TROISIÈME SECTION
DÉCISION
SUR LA RECEVABILITÉ
de la requête n° 47003/99
présentée par Carmine Piccoli
contre l’Italie
La Cour européenne des Droits de l’Homme (troisième section), siégeant le 29 février 2000 en une chambre composée de
SirNicolas Bratza, président,
M.J.-P. Costa,
M.B. Conforti,
MmeF. Tulkens,
M.W. Fuhrmann,
M.K. Jungwiert,
M.K. Traja, juges,
et deMmeS. Dollé, greffière de section ;
Vu la requête introduite le 4 février 1997 et enregistrée le 22 mars 1999 ;
Après avoir délibéré, rend la décision suivante :
EN FAIT
Le requérant est un ressortissant italien, né en 1968 et résidant à Torricella Peligna (Chieti). Il est représenté devant la Cour par Me Valeria Albano, avocate à Milan.
Le 20 février 1990, le requérant fut assigné par sa belle-mère, son demi-frère et sa demi-sœur devant le tribunal de Chieti afin d'obtenir l'ouverture du partage d’un l'héritage.
La mise en état commença le 18 décembre 1990, avec la nomination d'un expert et la prestation de serment de celui-ci. Le 5 mars 1991, les parties demandèrent et obtinrent un renvoi afin d’essayer de parvenir à un règlement amiable du différend. Suite à l'échec de cette tentative, les parties demandèrent, le 21 mai 1991, un autre renvoi afin de pouvoir examiner l'expertise déposée entre-temps. L'audience du 22 octobre 1991 fut renvoyée à la demande des parties. Le 28 janvier 1992, le juge de la mise en état fixa au 31 mars 1992 la date de présentation des conclusions. A cette date, le juge décida de convoquer l'expert au 16 juin 1992 car des précisions sur certains points de son rapport étaient nécessaires. Le jour venu, le juge accorda un délai de quatre-vingt-dix jours pour le dépôt du complément d'expertise et renvoya l'audience au 24 novembre 1992. Cette audience fut renvoyée au 9 mars 1993.
Les parties présentèrent leurs conclusions le 12 octobre 1993, puis le juge fixa au 7 avril 1994 l'audience de plaidoiries devant la chambre compétente du tribunal. Après deux renvois d'office, l'affaire fut suspendue à cause de la mutation du juge. Le 12 novembre 1998, le président du tribunal nomma un nouveau juge et fixa l’audience suivante au 18 novembre 1999.
EN DROIT
Le grief du requérant porte sur la durée de la procédure litigieuse. Cette procédure a débuté le 20 février 1990 et était encore pendante au 18 novembre 1999.
Selon le requérant, la durée de la procédure, qui était, à cette date, de plus de neuf ans et huit mois, pour une instance, ne répond pas à l’exigence du « délai raisonnable » (article 6 § 1 de la Convention). Le Gouvernement s’oppose à cette thèse.

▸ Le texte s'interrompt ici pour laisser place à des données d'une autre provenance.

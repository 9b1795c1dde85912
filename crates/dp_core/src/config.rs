use std::collections::BTreeMap;
use std::path::{Path, PathBuf};
use std::str::FromStr;
use std::time::Duration;

use serde::{Deserialize, Serialize};

use crate::types::{ContentKind, DuplicatePolicy, FeedSource};
use crate::{Error, Result};

pub const FEED_SOURCES_ENV: &str = "DAILYPRESS_FEED_SOURCES";
pub const DEFAULT_DB_PATH: &str = "data/content.db";
pub const DEFAULT_REMOTE_URL: &str = "https://api.openai.com/v1";
pub const DEFAULT_REMOTE_MODEL: &str = "gpt-4o-mini";

pub fn default_feeds() -> Vec<FeedSource> {
    vec![
        FeedSource::new(
            "Google News: Longevity Research",
            "https://news.google.com/rss/search?q=longevity+research&hl=en-US&gl=US&ceid=US:en",
            Some("research"),
        ),
        FeedSource::new(
            "Google News: Healthy Aging",
            "https://news.google.com/rss/search?q=%22healthy+aging%22&hl=en-US&gl=US&ceid=US:en",
            Some("aging"),
        ),
        FeedSource::new(
            "Google News: Longevity Nutrition",
            "https://news.google.com/rss/search?q=longevity+nutrition&hl=en-US&gl=US&ceid=US:en",
            Some("lifestyle"),
        ),
    ]
}

#[derive(Debug, Clone, Copy, PartialEq, Eq, Serialize, Deserialize)]
#[serde(default)]
pub struct Timeouts {
    pub fetch_secs: u64,
    pub responder_secs: u64,
    pub storage_secs: u64,
}

impl Default for Timeouts {
    fn default() -> Self {
        Self {
            fetch_secs: 10,
            responder_secs: 60,
            storage_secs: 10,
        }
    }
}

impl Timeouts {
    pub fn fetch(&self) -> Duration {
        Duration::from_secs(self.fetch_secs)
    }

    pub fn responder(&self) -> Duration {
        Duration::from_secs(self.responder_secs)
    }

    pub fn storage(&self) -> Duration {
        Duration::from_secs(self.storage_secs)
    }
}

/// Everything one pipeline run needs besides its collaborators.
#[derive(Debug, Clone, PartialEq, Serialize, Deserialize)]
#[serde(default)]
pub struct PipelineConfig {
    pub feeds: Vec<FeedSource>,
    pub limit_per_feed: usize,
    /// `None` processes every candidate.
    pub max_publishes: Option<usize>,
    pub timeouts: Timeouts,
    pub article_policy: DuplicatePolicy,
    pub tip_policy: DuplicatePolicy,
    /// Extra request headers for feed fetching.
    pub feed_headers: BTreeMap<String, String>,
}

impl Default for PipelineConfig {
    fn default() -> Self {
        Self {
            feeds: default_feeds(),
            limit_per_feed: 5,
            max_publishes: Some(1),
            timeouts: Timeouts::default(),
            article_policy: DuplicatePolicy::Update,
            tip_policy: DuplicatePolicy::Skip,
            feed_headers: BTreeMap::new(),
        }
    }
}

impl PipelineConfig {
    pub fn policy_for(&self, kind: ContentKind) -> DuplicatePolicy {
        match kind {
            ContentKind::Article => self.article_policy,
            ContentKind::Tip => self.tip_policy,
        }
    }

    /// Load a JSON config file. Missing fields fall back to defaults.
    pub fn from_file(path: &Path) -> Result<Self> {
        let raw = std::fs::read_to_string(path).map_err(|e| {
            Error::FatalConfiguration(format!("Failed to read config {}: {}", path.display(), e))
        })?;
        serde_json::from_str(&raw).map_err(|e| {
            Error::FatalConfiguration(format!("Invalid config {}: {}", path.display(), e))
        })
    }

    /// Replace the feed list with the JSON array in `raw`.
    pub fn with_feeds_json(mut self, raw: &str) -> Result<Self> {
        self.feeds = serde_json::from_str::<Vec<FeedSource>>(raw).map_err(|e| {
            Error::FatalConfiguration(format!("{} must contain a JSON list of feeds: {}", FEED_SOURCES_ENV, e))
        })?;
        Ok(self)
    }

    /// Checks that must pass before a scheduled run is attempted.
    pub fn validate(&self) -> Result<()> {
        if self.feeds.is_empty() {
            return Err(Error::FatalConfiguration("No feed sources configured".to_string()));
        }
        if let Some(feed) = self.feeds.iter().find(|f| f.url.trim().is_empty()) {
            return Err(Error::FatalConfiguration(format!("Feed '{}' has no URL", feed.name)));
        }
        Ok(())
    }
}

#[derive(Debug, Clone, Copy, PartialEq, Eq, Default, Serialize, Deserialize)]
#[serde(rename_all = "lowercase")]
pub enum ProviderKind {
    /// Deterministic offline responder.
    #[default]
    Local,
    /// OpenAI-compatible chat completions endpoint.
    Remote,
}

impl FromStr for ProviderKind {
    type Err = String;

    fn from_str(s: &str) -> std::result::Result<Self, Self::Err> {
        match s.trim().to_lowercase().as_str() {
            "local" | "dummy" => Ok(ProviderKind::Local),
            "remote" | "openai" | "gpt" => Ok(ProviderKind::Remote),
            other => Err(format!("Unknown model provider: {}", other)),
        }
    }
}

#[derive(Clone, PartialEq, Serialize, Deserialize)]
#[serde(default)]
pub struct ResponderConfig {
    pub provider: ProviderKind,
    pub base_url: String,
    pub model: String,
    pub api_key: Option<String>,
    pub temperature: f32,
    pub max_length: usize,
}

impl std::fmt::Debug for ResponderConfig {
    fn fmt(&self, f: &mut std::fmt::Formatter<'_>) -> std::fmt::Result {
        f.debug_struct("ResponderConfig")
            .field("provider", &self.provider)
            .field("base_url", &self.base_url)
            .field("model", &self.model)
            .field("api_key", &self.api_key.as_deref().map(|_| "<redacted>"))
            .field("temperature", &self.temperature)
            .field("max_length", &self.max_length)
            .finish()
    }
}

impl Default for ResponderConfig {
    fn default() -> Self {
        Self {
            provider: ProviderKind::Local,
            base_url: DEFAULT_REMOTE_URL.to_string(),
            model: DEFAULT_REMOTE_MODEL.to_string(),
            api_key: None,
            temperature: 0.2,
            max_length: 4000,
        }
    }
}

#[derive(Debug, Clone, PartialEq, Eq, Serialize, Deserialize)]
#[serde(tag = "backend", rename_all = "lowercase")]
pub enum StorageConfig {
    Memory,
    Sqlite { path: PathBuf },
}

impl Default for StorageConfig {
    fn default() -> Self {
        StorageConfig::Sqlite {
            path: PathBuf::from(DEFAULT_DB_PATH),
        }
    }
}

impl StorageConfig {
    pub fn from_name(name: &str, path: Option<PathBuf>) -> Result<Self> {
        match name.trim().to_lowercase().as_str() {
            "memory" => Ok(StorageConfig::Memory),
            "sqlite" => Ok(StorageConfig::Sqlite {
                path: path.unwrap_or_else(|| PathBuf::from(DEFAULT_DB_PATH)),
            }),
            other => Err(Error::FatalConfiguration(format!("Unknown storage backend: {}", other))),
        }
    }
}
use std::collections::BTreeSet;
use std::fmt;
use std::str::FromStr;

use chrono::{DateTime, Utc};
use serde::{Deserialize, Serialize};

/// A configured RSS/Atom feed.
#[derive(Debug, Clone, PartialEq, Eq, Serialize, Deserialize)]
pub struct FeedSource {
    pub name: String,
    pub url: String,
    #[serde(default)]
    pub topic: Option<String>,
}

impl FeedSource {
    pub fn new(name: impl Into<String>, url: impl Into<String>, topic: Option<&str>) -> Self {
        Self {
            name: name.into(),
            url: url.into(),
            topic: topic.map(str::to_string),
        }
    }
}

/// One normalized feed entry. Only lives for the duration of a run.
#[derive(Debug, Clone, PartialEq, Serialize, Deserialize)]
pub struct AggregatedItem {
    pub source_url: String,
    pub title: String,
    pub raw_summary: String,
    pub published_at: DateTime<Utc>,
    pub topic: Option<String>,
    pub feed_name: String,
    #[serde(default)]
    pub guid: Option<String>,
}

#[derive(Debug, Clone, PartialEq, Serialize, Deserialize)]
pub struct Draft {
    pub source_url: String,
    pub title: String,
    pub summary: String,
    pub body: String,
    #[serde(default)]
    pub tags: BTreeSet<String>,
    #[serde(default)]
    pub takeaways: Vec<String>,
}

/// Editor output, ready for the publisher.
#[derive(Debug, Clone, PartialEq, Serialize, Deserialize)]
pub struct FinalizedArticle {
    pub source_url: String,
    pub title: String,
    pub summary: String,
    pub body: String,
    pub tags: BTreeSet<String>,
    #[serde(default)]
    pub takeaways: Vec<String>,
    #[serde(default)]
    pub disclaimer: Option<String>,
    /// Set by the publisher on first publish when absent.
    #[serde(default)]
    pub published_date: Option<DateTime<Utc>>,
}

impl FinalizedArticle {
    /// Body as it is persisted: the edited body followed by the takeaways
    /// list and the disclaimer, when present.
    pub fn content_body(&self) -> String {
        let mut sections = vec![self.body.trim().to_string()];

        let bullets = self
            .takeaways
            .iter()
            .map(|t| t.trim())
            .filter(|t| !t.is_empty())
            .map(|t| format!("- {}", t))
            .collect::<Vec<_>>();
        if !bullets.is_empty() {
            sections.push(format!("**Key Takeaways**\n{}", bullets.join("\n")));
        }

        if let Some(disclaimer) = self.disclaimer.as_deref().map(str::trim) {
            if !disclaimer.is_empty() {
                sections.push(format!("> {}", disclaimer));
            }
        }

        sections
            .into_iter()
            .filter(|s| !s.is_empty())
            .collect::<Vec<_>>()
            .join("\n\n")
    }
}

#[derive(Debug, Clone, Copy, PartialEq, Eq, Hash, PartialOrd, Ord, Serialize, Deserialize)]
#[serde(rename_all = "lowercase")]
pub enum ContentKind {
    Article,
    Tip,
}

impl ContentKind {
    pub fn collection(&self) -> &'static str {
        match self {
            ContentKind::Article => "articles",
            ContentKind::Tip => "tips",
        }
    }

    /// Fallback slug for titles that reduce to nothing.
    pub fn singular(&self) -> &'static str {
        match self {
            ContentKind::Article => "article",
            ContentKind::Tip => "tip",
        }
    }

    pub fn from_collection(collection: &str) -> Option<Self> {
        match collection {
            "articles" => Some(ContentKind::Article),
            "tips" => Some(ContentKind::Tip),
            _ => None,
        }
    }
}

impl fmt::Display for ContentKind {
    fn fmt(&self, f: &mut fmt::Formatter<'_>) -> fmt::Result {
        f.write_str(self.singular())
    }
}

impl FromStr for ContentKind {
    type Err = String;

    fn from_str(s: &str) -> std::result::Result<Self, Self::Err> {
        match s.trim().to_lowercase().as_str() {
            "article" | "articles" => Ok(ContentKind::Article),
            "tip" | "tips" => Ok(ContentKind::Tip),
            other => Err(format!("Unknown content kind: {}", other)),
        }
    }
}

/// What to do when a finalized record arrives for a source that is
/// already stored.
#[derive(Debug, Clone, Copy, PartialEq, Eq, Default, Serialize, Deserialize)]
#[serde(rename_all = "lowercase")]
pub enum DuplicatePolicy {
    /// Latest refinement wins for summary, body and tags.
    #[default]
    Update,
    Skip,
}

#[derive(Debug, Clone, PartialEq, Serialize, Deserialize)]
pub struct StoredRecord {
    pub id: String,
    pub collection: ContentKind,
    pub source_url: String,
    pub title: String,
    pub summary: String,
    pub body: String,
    pub tags: BTreeSet<String>,
    pub published_date: DateTime<Utc>,
    pub updated_at: DateTime<Utc>,
}

impl StoredRecord {
    pub fn from_finalized(
        id: String,
        collection: ContentKind,
        article: &FinalizedArticle,
        published_date: DateTime<Utc>,
    ) -> Self {
        Self {
            id,
            collection,
            source_url: article.source_url.clone(),
            title: article.title.clone(),
            summary: article.summary.clone(),
            body: article.content_body(),
            tags: article.tags.clone(),
            published_date,
            updated_at: Utc::now(),
        }
    }

    /// True when the stored content already matches the finalized article.
    pub fn same_content(&self, article: &FinalizedArticle) -> bool {
        self.summary == article.summary
            && self.body == article.content_body()
            && self.tags == article.tags
    }
}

La Cour estime qu’à la lumière des critères qui se dégagent de sa jurisprudence en matière de « délai raisonnable » (complexité de l’affaire, comportement du requérant et des autorités compétentes et enjeu du litige pour le requérant), et compte tenu de l’ensemble des éléments en sa possession, ce grief doit faire l’objet d’un examen au fond.
Par ces motifs, la Cour, à l’unanimité,
DÉCLARE LA REQUÊTE RECEVABLE, tous moyens de fond réservés.